* [What you should do]
The records sit below this line. Repeat all of them exactly.

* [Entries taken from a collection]
· · · · ·

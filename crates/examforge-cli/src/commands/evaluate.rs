//! The `examforge evaluate` command.

use std::path::Path;

use anyhow::Result;
use uuid::Uuid;

use super::{engine, print_json};

pub async fn execute(exam_id: Uuid, config_path: Option<&Path>, json: bool) -> Result<()> {
    let engine = engine(config_path).await?;
    let evaluation = engine.evaluate(exam_id).await?;
    if json {
        return print_json(&evaluation);
    }

    println!("{}", evaluation.report.trim_end());
    println!();
    match (&evaluation.model, evaluation.cached) {
        (_, true) => println!("(stored report, no model call made)"),
        (Some(model), false) => println!("(evaluated by {model})"),
        (None, false) => {}
    }
    if let Some(marks) = evaluation.marks {
        println!("Marks: {}/{}", marks.achieved, marks.total);
    }
    Ok(())
}
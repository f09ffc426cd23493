//! The `examforge list` and `examforge delete` commands.

use std::path::Path;

use anyhow::Result;
use comfy_table::{Cell, Table};
use uuid::Uuid;

use super::{engine, print_json};

pub async fn list(config_path: Option<&Path>, json: bool) -> Result<()> {
    let engine = engine(config_path).await?;
    let exams = engine.list_exams().await?;
    if json {
        return print_json(&exams);
    }
    if exams.is_empty() {
        println!("No exams yet. Create one with `examforge create`.");
        return Ok(());
    }

    let mut table = Table::new();
    table.set_header(vec![
        "Exam", "Student", "Board", "Class", "Subject", "Status", "Created",
    ]);
    for exam in &exams {
        table.add_row(vec![
            Cell::new(exam.id),
            Cell::new(&exam.student.name),
            Cell::new(exam.board),
            Cell::new(exam.class_num),
            Cell::new(&exam.subject),
            Cell::new(exam.status),
            Cell::new(exam.created_at.format("%Y-%m-%d %H:%M")),
        ]);
    }
    println!("{table}");
    Ok(())
}

pub async fn delete(exam_id: Uuid, config_path: Option<&Path>, json: bool) -> Result<()> {
    let engine = engine(config_path).await?;
    let record = engine.delete_exam(exam_id).await?;
    if json {
        return print_json(&serde_json::json!({
            "deleted": exam_id,
            "questions": record.questions.len(),
            "answers": record.answers.len(),
        }));
    }
    println!(
        "Deleted exam {exam_id} ({} questions, {} answers).",
        record.questions.len(),
        record.answers.len()
    );
    Ok(())
}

· · · · ·

* [Result for this task]
filename crates/examforge-cli/src/commands/evaluate.rs
//! The `examforge evaluate` command.

use std::path::Path;

use anyhow::Result;
use uuid::Uuid;

use super::{engine, print_json};

pub async fn execute(exam_id: Uuid, config_path: Option<&Path>, json: bool) -> Result<()> {
    let engine = engine(config_path).await?;
    let evaluation = engine.evaluate(exam_id).await?;
    if json {
        return print_json(&evaluation);
    }

    println!("{}", evaluation.report.trim_end());
    println!();
    match (&evaluation.model, evaluation.cached) {
        (_, true) => println!("(stored report, no model call made)"),
        (Some(model), false) => println!("(evaluated by {model})"),
        (None, false) => {}
    }
    if let Some(marks) = evaluation.marks {
        println!("Marks: {}/{}", marks.achieved, marks.total);
    }
    Ok(())
}
repository f09ffc426cd23493
//! The `examforge list` and `examforge delete` commands.

use std::path::Path;

use anyhow::Result;
use comfy_table::{Cell, Table};
use uuid::Uuid;

use super::{engine, print_json};

pub async fn list(config_path: Option<&Path>, json: bool) -> Result<()> {
    let engine = engine(config_path).await?;
    let exams = engine.list_exams().await?;
    if json {
        return print_json(&exams);
    }
    if exams.is_empty() {
        println!("No exams yet. Create one with `examforge create`.");
        return Ok(());
    }

    let mut table = Table::new();
    table.set_header(vec![
        "Exam", "Student", "Board", "Class", "Subject", "Status", "Created",
    ]);
    for exam in &exams {
        table.add_row(vec![
            Cell::new(exam.id),
            Cell::new(&exam.student.name),
            Cell::new(exam.board),
            Cell::new(exam.class_num),
            Cell::new(&exam.subject),
            Cell::new(exam.status),
            Cell::new(exam.created_at.format("%Y-%m-%d %H:%M")),
        ]);
    }
    println!("{table}");
    Ok(())
}

pub async fn delete(exam_id: Uuid, config_path: Option<&Path>, json: bool) -> Result<()> {
    let engine = engine(config_path).await?;
    let record = engine.delete_exam(exam_id).await?;
    if json {
        return print_json(&serde_json::json!({
            "deleted": exam_id,
            "questions": record.questions.len(),
            "answers": record.answers.len(),
        }));
    }
    println!(
        "Deleted exam {exam_id} ({} questions, {} answers).",
        record.questions.len(),
        record.answers.len()
    );
    Ok(())
}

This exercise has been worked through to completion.